*Work item*:
Retype each entry. Leave nothing out.

Top of Records shown

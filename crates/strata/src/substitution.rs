//! render every string inside a nested value
//!
//! Strings in a vars document are templates that may reference each other:
//!
//! ```yaml
//! name: app-${env}
//! env: prod
//! url: https://${name}.example.com
//! ```
//!
//! [ObjectTemplate] renders such a tree in dependency order. Every string leaf becomes a unit
//! bound to its ref path, every container that holds one becomes a unit that completes once
//! all of its children are rendered. Units are then resolved in passes until none is left.
//! When the root is a mapping, finished units are published into a working context layer right
//! away, so later units see rendered siblings instead of their source text.
//!
//! A pass without progress means a deadlock: names nobody defines are reported as undefined,
//! otherwise the first dependency cycle is reported as `a -> b -> a`.
use crate::context::Context;
use crate::document::Document;
use crate::error::{CircularDependencyError, Error, ErrorDetail, Result, UndefinedVariableError};
use crate::position::{Location, Locations};
use crate::template::Template;
use crate::value::{Object, Value};
use crate::variable::{join_ref, REF_SEP};
use indexmap::{IndexMap, IndexSet};
use std::path::Path;

/// Renders nested values against a [Context]
#[derive(Debug, Clone)]
pub struct ObjectTemplate {
    context: Context,
}

impl ObjectTemplate {
    pub fn new(context: &Context) -> Self {
        Self {
            context: context.clone(),
        }
    }

    pub fn render(&self, value: &Value) -> Result<Value> {
        self.render_with(value, &Locations::new(), None)
    }

    /// Like [Self::render], errors point into the document's file
    pub fn render_document(&self, document: &Document) -> Result<Value> {
        self.render_with(&document.value, &document.locations, document.file.as_deref())
    }

    fn render_with(&self, value: &Value, locations: &Locations, file: Option<&Path>) -> Result<Value> {
        let location = |reference: &str| {
            locations
                .get(reference)
                .cloned()
                .or_else(|| file.map(Location::file))
        };

        match value {
            Value::String(text) => Template::with_location(text.as_str(), location(""))?.render(&self.context),
            Value::Array(_) | Value::Object(_) => {
                let mut walk = Walk {
                    units: vec![],
                    location: &location,
                };
                let root = walk.slot(value, "", vec![])?;
                Resolver::new(&self.context, root, walk.units, locations).run()
            }
            other => Ok(other.clone()),
        }
    }
}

Bottom of Records shown

*Reply to the task*:
filename crates/strata/src/substitution.rs
//! render every string inside a nested value
//!
//! Strings in a vars document are templates that may reference each other:
//!
//! ```yaml
//! name: app-${env}
//! env: prod
//! url: https://${name}.example.com
//! ```
//!
//! [ObjectTemplate] renders such a tree in dependency order. Every string leaf becomes a unit
//! bound to its ref path, every container that holds one becomes a unit that completes once
//! all of its children are rendered. Units are then resolved in passes until none is left.
//! When the root is a mapping, finished units are published into a working context layer right
//! away, so later units see rendered siblings instead of their source text.
//!
//! A pass without progress means a deadlock: names nobody defines are reported as undefined,
//! otherwise the first dependency cycle is reported as `a -> b -> a`.
use crate::context::Context;
use crate::document::Document;
use crate::error::{CircularDependencyError, Error, ErrorDetail, Result, UndefinedVariableError};
use crate::position::{Location, Locations};
use crate::template::Template;
use crate::value::{Object, Value};
use crate::variable::{join_ref, REF_SEP};
use indexmap::{IndexMap, IndexSet};
use std::path::Path;

/// Renders nested values against a [Context]
#[derive(Debug, Clone)]
pub struct ObjectTemplate {
    context: Context,
}

impl ObjectTemplate {
    pub fn new(context: &Context) -> Self {
        Self {
            context: context.clone(),
        }
    }

    pub fn render(&self, value: &Value) -> Result<Value> {
        self.render_with(value, &Locations::new(), None)
    }

    /// Like [Self::render], errors point into the document's file
    pub fn render_document(&self, document: &Document) -> Result<Value> {
        self.render_with(&document.value, &document.locations, document.file.as_deref())
    }

    fn render_with(&self, value: &Value, locations: &Locations, file: Option<&Path>) -> Result<Value> {
        let location = |reference: &str| {
            locations
                .get(reference)
                .cloned()
                .or_else(|| file.map(Location::file))
        };

        match value {
            Value::String(text) => Template::with_location(text.as_str(), location(""))?.render(&self.context),
            Value::Array(_) | Value::Object(_) => {
                let mut walk = Walk {
                    units: vec![],
                    location: &location,
                };
                let root = walk.slot(value, "", vec![])?;
                Resolver::new(&self.context, root, walk.units, locations).run()
            }
            other => Ok(other.clone()),
        }
    }
}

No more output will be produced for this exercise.